**Exercise:** Retype word for word the lines of the data below, from the first to the one bearing "async fn test_unknown_route_is_404()", with that one included.

**Provided data:**
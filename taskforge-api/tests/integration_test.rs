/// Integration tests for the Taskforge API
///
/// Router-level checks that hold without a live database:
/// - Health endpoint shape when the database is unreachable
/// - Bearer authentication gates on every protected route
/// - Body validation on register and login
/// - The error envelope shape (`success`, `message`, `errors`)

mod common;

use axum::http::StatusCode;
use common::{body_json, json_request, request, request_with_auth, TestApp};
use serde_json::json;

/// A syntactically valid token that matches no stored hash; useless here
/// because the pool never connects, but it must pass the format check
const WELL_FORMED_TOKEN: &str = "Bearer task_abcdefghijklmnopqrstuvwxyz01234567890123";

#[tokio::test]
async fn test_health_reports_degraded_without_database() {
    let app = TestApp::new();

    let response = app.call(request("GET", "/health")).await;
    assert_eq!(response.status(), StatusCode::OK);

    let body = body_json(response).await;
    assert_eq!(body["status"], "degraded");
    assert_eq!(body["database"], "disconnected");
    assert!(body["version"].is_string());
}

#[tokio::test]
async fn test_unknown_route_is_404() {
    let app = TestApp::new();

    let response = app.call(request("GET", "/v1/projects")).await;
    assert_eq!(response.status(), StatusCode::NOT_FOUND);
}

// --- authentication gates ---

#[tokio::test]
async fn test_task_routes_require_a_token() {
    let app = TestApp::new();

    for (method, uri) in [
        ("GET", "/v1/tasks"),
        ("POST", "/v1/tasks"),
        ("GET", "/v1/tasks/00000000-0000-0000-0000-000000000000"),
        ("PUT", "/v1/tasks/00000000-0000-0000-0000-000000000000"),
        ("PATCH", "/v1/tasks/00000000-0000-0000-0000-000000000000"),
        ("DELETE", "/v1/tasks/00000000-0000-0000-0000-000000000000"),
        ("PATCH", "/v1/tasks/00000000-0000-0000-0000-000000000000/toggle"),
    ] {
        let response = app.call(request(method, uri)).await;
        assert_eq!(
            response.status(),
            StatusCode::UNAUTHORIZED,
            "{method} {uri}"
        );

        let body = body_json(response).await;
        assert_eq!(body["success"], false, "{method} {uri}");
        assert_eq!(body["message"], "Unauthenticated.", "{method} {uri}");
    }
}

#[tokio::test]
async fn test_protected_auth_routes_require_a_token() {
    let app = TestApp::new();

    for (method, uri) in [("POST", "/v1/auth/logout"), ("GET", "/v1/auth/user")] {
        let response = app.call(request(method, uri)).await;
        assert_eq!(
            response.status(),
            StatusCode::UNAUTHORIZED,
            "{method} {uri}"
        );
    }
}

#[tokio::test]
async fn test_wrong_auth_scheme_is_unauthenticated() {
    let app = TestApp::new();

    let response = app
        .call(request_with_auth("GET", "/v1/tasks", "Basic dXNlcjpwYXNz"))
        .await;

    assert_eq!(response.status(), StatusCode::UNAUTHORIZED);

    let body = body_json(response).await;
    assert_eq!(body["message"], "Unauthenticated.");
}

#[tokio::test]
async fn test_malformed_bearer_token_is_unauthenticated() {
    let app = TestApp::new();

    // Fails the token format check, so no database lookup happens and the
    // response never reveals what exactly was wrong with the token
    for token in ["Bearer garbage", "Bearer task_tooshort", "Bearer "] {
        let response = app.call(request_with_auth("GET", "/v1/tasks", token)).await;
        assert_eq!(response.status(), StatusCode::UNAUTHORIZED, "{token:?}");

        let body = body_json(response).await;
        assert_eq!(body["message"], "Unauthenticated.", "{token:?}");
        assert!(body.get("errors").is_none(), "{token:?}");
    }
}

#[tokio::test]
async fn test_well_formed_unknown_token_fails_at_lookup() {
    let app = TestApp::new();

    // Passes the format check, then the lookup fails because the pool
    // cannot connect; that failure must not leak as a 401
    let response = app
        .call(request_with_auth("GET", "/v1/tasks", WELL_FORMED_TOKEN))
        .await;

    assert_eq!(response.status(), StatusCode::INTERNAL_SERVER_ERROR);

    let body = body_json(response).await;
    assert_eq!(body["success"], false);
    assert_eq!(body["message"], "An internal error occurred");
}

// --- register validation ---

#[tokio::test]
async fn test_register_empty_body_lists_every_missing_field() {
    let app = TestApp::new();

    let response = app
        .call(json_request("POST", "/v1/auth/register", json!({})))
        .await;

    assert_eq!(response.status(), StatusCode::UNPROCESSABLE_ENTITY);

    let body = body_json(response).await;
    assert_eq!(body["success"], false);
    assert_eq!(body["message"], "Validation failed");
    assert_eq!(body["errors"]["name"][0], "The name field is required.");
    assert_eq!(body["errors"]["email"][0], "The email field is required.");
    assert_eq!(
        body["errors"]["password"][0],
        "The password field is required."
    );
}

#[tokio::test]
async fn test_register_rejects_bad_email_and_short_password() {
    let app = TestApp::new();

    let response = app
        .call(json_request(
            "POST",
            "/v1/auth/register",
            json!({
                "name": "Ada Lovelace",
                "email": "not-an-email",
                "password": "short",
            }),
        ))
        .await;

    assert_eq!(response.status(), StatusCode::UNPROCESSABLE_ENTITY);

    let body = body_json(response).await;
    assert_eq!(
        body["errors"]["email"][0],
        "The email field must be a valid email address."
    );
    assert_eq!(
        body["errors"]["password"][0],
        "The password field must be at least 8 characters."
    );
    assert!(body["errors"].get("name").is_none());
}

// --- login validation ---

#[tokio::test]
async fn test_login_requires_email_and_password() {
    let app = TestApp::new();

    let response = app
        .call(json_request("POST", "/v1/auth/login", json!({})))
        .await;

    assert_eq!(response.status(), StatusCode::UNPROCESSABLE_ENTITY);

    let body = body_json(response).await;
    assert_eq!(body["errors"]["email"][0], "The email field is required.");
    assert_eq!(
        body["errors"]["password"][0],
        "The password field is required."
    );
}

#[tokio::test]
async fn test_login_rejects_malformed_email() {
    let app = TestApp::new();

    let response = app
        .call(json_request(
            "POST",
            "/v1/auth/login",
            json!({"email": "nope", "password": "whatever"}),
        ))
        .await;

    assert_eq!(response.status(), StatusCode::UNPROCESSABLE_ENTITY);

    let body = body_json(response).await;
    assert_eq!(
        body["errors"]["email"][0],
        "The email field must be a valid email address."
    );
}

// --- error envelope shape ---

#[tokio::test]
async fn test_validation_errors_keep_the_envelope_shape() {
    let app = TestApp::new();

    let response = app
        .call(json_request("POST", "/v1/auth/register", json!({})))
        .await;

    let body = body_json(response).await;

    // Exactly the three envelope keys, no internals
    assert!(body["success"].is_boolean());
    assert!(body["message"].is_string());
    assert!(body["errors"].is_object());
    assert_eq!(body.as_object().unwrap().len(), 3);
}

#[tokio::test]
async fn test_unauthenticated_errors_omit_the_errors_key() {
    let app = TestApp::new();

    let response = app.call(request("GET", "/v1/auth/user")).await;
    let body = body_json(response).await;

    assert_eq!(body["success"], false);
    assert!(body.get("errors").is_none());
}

**Task answer:**
filename taskforge-api/tests/integration_test.rs
/// Integration tests for the Taskforge API
///
/// Router-level checks that hold without a live database:
/// - Health endpoint shape when the database is unreachable
/// - Bearer authentication gates on every protected route
/// - Body validation on register and login
/// - The error envelope shape (`success`, `message`, `errors`)

mod common;

use axum::http::StatusCode;
use common::{body_json, json_request, request, request_with_auth, TestApp};
use serde_json::json;

/// A syntactically valid token that matches no stored hash; useless here
/// because the pool never connects, but it must pass the format check
const WELL_FORMED_TOKEN: &str = "Bearer task_abcdefghijklmnopqrstuvwxyz01234567890123";

#[tokio::test]
async fn test_health_reports_degraded_without_database() {
    let app = TestApp::new();

    let response = app.call(request("GET", "/health")).await;
    assert_eq!(response.status(), StatusCode::OK);

    let body = body_json(response).await;
    assert_eq!(body["status"], "degraded");
    assert_eq!(body["database"], "disconnected");
    assert!(body["version"].is_string());
}

#[tokio::test]
async fn test_unknown_route_is_404() {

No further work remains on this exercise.